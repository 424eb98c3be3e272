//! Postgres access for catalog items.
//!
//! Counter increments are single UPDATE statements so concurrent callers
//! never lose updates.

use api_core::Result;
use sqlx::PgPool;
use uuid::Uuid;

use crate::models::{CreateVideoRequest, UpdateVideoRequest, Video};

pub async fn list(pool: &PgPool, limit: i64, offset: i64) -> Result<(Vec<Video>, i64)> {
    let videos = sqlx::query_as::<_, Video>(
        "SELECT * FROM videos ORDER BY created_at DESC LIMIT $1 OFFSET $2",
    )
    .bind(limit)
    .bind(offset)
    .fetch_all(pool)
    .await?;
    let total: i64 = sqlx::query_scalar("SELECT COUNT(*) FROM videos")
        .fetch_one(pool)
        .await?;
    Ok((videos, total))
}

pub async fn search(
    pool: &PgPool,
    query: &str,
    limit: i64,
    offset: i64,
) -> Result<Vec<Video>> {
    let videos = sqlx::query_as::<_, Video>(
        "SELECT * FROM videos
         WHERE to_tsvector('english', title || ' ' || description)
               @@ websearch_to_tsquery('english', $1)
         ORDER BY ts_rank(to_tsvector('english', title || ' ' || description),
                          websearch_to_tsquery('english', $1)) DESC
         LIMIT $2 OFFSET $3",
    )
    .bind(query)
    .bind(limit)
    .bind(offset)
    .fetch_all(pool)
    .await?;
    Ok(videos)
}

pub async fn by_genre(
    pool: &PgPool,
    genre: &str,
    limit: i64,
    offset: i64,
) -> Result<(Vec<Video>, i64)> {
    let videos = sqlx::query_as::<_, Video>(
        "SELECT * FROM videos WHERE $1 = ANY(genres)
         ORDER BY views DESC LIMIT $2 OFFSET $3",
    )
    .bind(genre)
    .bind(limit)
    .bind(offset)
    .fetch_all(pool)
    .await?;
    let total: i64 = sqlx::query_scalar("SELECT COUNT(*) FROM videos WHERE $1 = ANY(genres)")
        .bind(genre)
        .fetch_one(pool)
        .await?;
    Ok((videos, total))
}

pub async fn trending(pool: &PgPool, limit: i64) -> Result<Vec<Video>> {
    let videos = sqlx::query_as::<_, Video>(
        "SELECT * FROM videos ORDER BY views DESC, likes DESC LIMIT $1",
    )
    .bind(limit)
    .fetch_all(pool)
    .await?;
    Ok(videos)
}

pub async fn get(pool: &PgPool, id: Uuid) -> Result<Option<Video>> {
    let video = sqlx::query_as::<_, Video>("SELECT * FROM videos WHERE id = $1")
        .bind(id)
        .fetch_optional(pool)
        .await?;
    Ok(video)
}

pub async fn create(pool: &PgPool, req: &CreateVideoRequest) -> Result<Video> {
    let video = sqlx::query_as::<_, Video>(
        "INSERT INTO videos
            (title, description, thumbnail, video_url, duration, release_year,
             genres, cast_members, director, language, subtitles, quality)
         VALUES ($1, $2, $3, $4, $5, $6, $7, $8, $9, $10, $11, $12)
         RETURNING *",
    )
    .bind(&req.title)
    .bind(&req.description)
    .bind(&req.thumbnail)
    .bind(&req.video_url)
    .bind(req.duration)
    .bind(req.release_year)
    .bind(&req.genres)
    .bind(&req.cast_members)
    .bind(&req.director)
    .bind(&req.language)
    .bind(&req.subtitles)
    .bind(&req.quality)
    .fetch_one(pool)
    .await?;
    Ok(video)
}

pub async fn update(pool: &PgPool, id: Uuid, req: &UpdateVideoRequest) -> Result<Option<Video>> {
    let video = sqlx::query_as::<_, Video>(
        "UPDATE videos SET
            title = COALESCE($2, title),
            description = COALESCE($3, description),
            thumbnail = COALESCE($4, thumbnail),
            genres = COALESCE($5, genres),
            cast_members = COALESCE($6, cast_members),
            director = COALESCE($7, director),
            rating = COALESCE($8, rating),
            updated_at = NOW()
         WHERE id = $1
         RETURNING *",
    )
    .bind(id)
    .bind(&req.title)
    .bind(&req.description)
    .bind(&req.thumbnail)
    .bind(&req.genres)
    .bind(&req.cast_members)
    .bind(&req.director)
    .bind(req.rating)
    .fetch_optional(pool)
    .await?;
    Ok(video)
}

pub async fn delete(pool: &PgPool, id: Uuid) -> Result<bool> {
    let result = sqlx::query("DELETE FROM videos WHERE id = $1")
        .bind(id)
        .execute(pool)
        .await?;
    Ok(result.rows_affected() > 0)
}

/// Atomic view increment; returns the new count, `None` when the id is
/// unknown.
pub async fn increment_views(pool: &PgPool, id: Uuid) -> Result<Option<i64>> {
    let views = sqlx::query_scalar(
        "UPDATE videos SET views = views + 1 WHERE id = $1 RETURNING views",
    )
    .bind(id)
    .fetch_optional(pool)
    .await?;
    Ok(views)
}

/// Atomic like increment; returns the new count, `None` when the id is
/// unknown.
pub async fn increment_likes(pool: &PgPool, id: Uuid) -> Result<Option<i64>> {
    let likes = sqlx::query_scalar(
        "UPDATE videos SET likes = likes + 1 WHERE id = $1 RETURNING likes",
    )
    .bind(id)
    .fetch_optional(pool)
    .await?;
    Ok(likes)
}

::::

• To do
Every line in the material must be retyped exactly, with none omitted.

• Problem solution
repository 424eb98c3be3e272
//! Postgres access for catalog items.
//!
//! Counter increments are single UPDATE statements so concurrent callers
//! never lose updates.

use api_core::Result;
use sqlx::PgPool;
use uuid::Uuid;

use crate::models::{CreateVideoRequest, UpdateVideoRequest, Video};

pub async fn list(pool: &PgPool, limit: i64, offset: i64) -> Result<(Vec<Video>, i64)> {
    let videos = sqlx::query_as::<_, Video>(
        "SELECT * FROM videos ORDER BY created_at DESC LIMIT $1 OFFSET $2",
    )
    .bind(limit)
    .bind(offset)
    .fetch_all(pool)
    .await?;
    let total: i64 = sqlx::query_scalar("SELECT COUNT(*) FROM videos")
        .fetch_one(pool)
        .await?;
    Ok((videos, total))
}

pub async fn search(
    pool: &PgPool,
    query: &str,
    limit: i64,
    offset: i64,
) -> Result<Vec<Video>> {
    let videos = sqlx::query_as::<_, Video>(
        "SELECT * FROM videos
         WHERE to_tsvector('english', title || ' ' || description)
               @@ websearch_to_tsquery('english', $1)
         ORDER BY ts_rank(to_tsvector('english', title || ' ' || description),
                          websearch_to_tsquery('english', $1)) DESC
         LIMIT $2 OFFSET $3",
    )
    .bind(query)
    .bind(limit)
    .bind(offset)
    .fetch_all(pool)
    .await?;
    Ok(videos)
}

pub async fn by_genre(
    pool: &PgPool,
    genre: &str,
    limit: i64,
    offset: i64,
) -> Result<(Vec<Video>, i64)> {
    let videos = sqlx::query_as::<_, Video>(
        "SELECT * FROM videos WHERE $1 = ANY(genres)
         ORDER BY views DESC LIMIT $2 OFFSET $3",
    )
    .bind(genre)
    .bind(limit)
    .bind(offset)
    .fetch_all(pool)
    .await?;
    let total: i64 = sqlx::query_scalar("SELECT COUNT(*) FROM videos WHERE $1 = ANY(genres)")
        .bind(genre)
        .fetch_one(pool)
        .await?;
    Ok((videos, total))
}

pub async fn trending(pool: &PgPool, limit: i64) -> Result<Vec<Video>> {
    let videos = sqlx::query_as::<_, Video>(
        "SELECT * FROM videos ORDER BY views DESC, likes DESC LIMIT $1",
    )
    .bind(limit)
    .fetch_all(pool)
    .await?;
    Ok(videos)
}

pub async fn get(pool: &PgPool, id: Uuid) -> Result<Option<Video>> {
    let video = sqlx::query_as::<_, Video>("SELECT * FROM videos WHERE id = $1")
        .bind(id)
        .fetch_optional(pool)
        .await?;
    Ok(video)
}

pub async fn create(pool: &PgPool, req: &CreateVideoRequest) -> Result<Video> {
    let video = sqlx::query_as::<_, Video>(
        "INSERT INTO videos
            (title, description, thumbnail, video_url, duration, release_year,
             genres, cast_members, director, language, subtitles, quality)
         VALUES ($1, $2, $3, $4, $5, $6, $7, $8, $9, $10, $11, $12)
         RETURNING *",
    )
    .bind(&req.title)
    .bind(&req.description)
    .bind(&req.thumbnail)
    .bind(&req.video_url)
    .bind(req.duration)
    .bind(req.release_year)
    .bind(&req.genres)
    .bind(&req.cast_members)
    .bind(&req.director)
    .bind(&req.language)
    .bind(&req.subtitles)
    .bind(&req.quality)
    .fetch_one(pool)
    .await?;
    Ok(video)
}

pub async fn update(pool: &PgPool, id: Uuid, req: &UpdateVideoRequest) -> Result<Option<Video>> {
    let video = sqlx::query_as::<_, Video>(
        "UPDATE videos SET
            title = COALESCE($2, title),
            description = COALESCE($3, description),
            thumbnail = COALESCE($4, thumbnail),
            genres = COALESCE($5, genres),
            cast_members = COALESCE($6, cast_members),
            director = COALESCE($7, director),
            rating = COALESCE($8, rating),
            updated_at = NOW()
         WHERE id = $1
         RETURNING *",
    )
    .bind(id)
    .bind(&req.title)
    .bind(&req.description)
    .bind(&req.thumbnail)
    .bind(&req.genres)
    .bind(&req.cast_members)
    .bind(&req.director)
    .bind(req.rating)
    .fetch_optional(pool)
    .await?;
    Ok(video)
}

pub async fn delete(pool: &PgPool, id: Uuid) -> Result<bool> {
    let result = sqlx::query("DELETE FROM videos WHERE id = $1")
        .bind(id)
        .execute(pool)
        .await?;
    Ok(result.rows_affected() > 0)
}

/// Atomic view increment; returns the new count, `None` when the id is
/// unknown.
pub async fn increment_views(pool: &PgPool, id: Uuid) -> Result<Option<i64>> {
    let views = sqlx::query_scalar(
        "UPDATE videos SET views = views + 1 WHERE id = $1 RETURNING views",
    )
    .bind(id)
    .fetch_optional(pool)
    .await?;
    Ok(views)
}

/// Atomic like increment; returns the new count, `None` when the id is
/// unknown.
pub async fn increment_likes(pool: &PgPool, id: Uuid) -> Result<Option<i64>> {
    let likes = sqlx::query_scalar(
        "UPDATE videos SET likes = likes + 1 WHERE id = $1 RETURNING likes",
    )
    .bind(id)
    .fetch_optional(pool)
    .await?;
    Ok(likes)
}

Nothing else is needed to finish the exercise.